The 4th of July holiday triggers a weeklong neighborhood fireworks celebration. One man plans to take revenge for lost sleep.

July 2, 2021 – Lehi, Utah, USA

Another explosion of light and sound filled the bedroom window.  The bedside clock read 11:03 p.m.  Lyle slid from under the blanket and stomped to the window with the best view of the cul-de-sac below.  He lifted the shades and growled.

“Don’t any of them have jobs?  It’s a weekday.  Don’t they have to be up in the morning?” Lyle said angrily to his wife, who had a pillow over her head.

“How many are out there?” she asked in reply.

“All of them.  They’ve got little kids laying on blankets.  A hundred folding chairs on the sidewalk.  And of course, Jay running around with a lighter.”

Lyle took another look outside and recognized neighbors from the four other houses in his cul-de-sac.  They were all gathered around Jay Christensen’s lawn.  Another aerial launched from the pavement and burst open in red and green showers of sparks.  Lyle looked up to see how far into the sky the rocket traveled.

“They have to be illegal.  You can’t get those at the Lehi Walmart.  Those are Wyoming fireworks.”

“Maybe he’s almost out,” said Lyle’s wife.

“No way.  You know how it goes every year.  It’s like he’s got an infinite supply.  I could take it if it was only one night, but he’s doing it five days before the 4th and five days after.  I need to tell him it’s not right.”

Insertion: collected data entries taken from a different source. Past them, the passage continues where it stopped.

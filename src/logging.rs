//! Tracing setup for the command-line front end
//!
//! The library only emits events; installing a subscriber is left to the
//! binary. `RUST_LOG` takes precedence over the `-v` count.

use tracing_subscriber::{fmt, layer::SubscriberExt, util::SubscriberInitExt, EnvFilter, Registry};

/// Filter directive for a `-v` count
pub fn verbosity_to_filter(verbosity: u8) -> &'static str {
    match verbosity {
        0 => "info",
        1 => "debug",
        _ => "trace",
    }
}

pub fn init(verbosity: u8) -> anyhow::Result<()> {
    let filter = match EnvFilter::try_from_default_env() {
        Ok(filter) => filter,
        Err(_) => EnvFilter::try_new(verbosity_to_filter(verbosity))?,
    };

    let fmt_layer = fmt::layer()
        .with_writer(std::io::stderr)
        .with_target(false)
        .with_level(true)
        .compact();

    Registry::default().with(filter).with(fmt_layer).try_init()?;
    Ok(())
}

“You said the same thing last year.”

“Yeah, but all I did was stand up here and complain.  I can’t be so passive aggressive.  All I’m asking for is a little common courtesy.”

“You’re actually going down there?  Maybe it’s better to ignore it.  If the rest of the cul-de-sac is having a good time, who are we to stop it?”

“Then maybe I’ll go apologize for not being a part of it,” Lyle said sarcastically.  He pulled on some sweatpants and slippers and stomped out of the room.

The night air was warm.  Lyle shuffled across his own lawn, toward the sounds of laughter and chatter next door.  Jay was the first to greet him.

“Lyle!  How’s it goin’?”

Lyle walked toward the voice.  He got close enough to distinguish Jay’s features in the dim porchlight provided by the surrounding houses.  Around Jay’s feet were dozens of cardboard tubes and boxes, the burned out remains of previous launches.  The air smelled like fire and gunpowder.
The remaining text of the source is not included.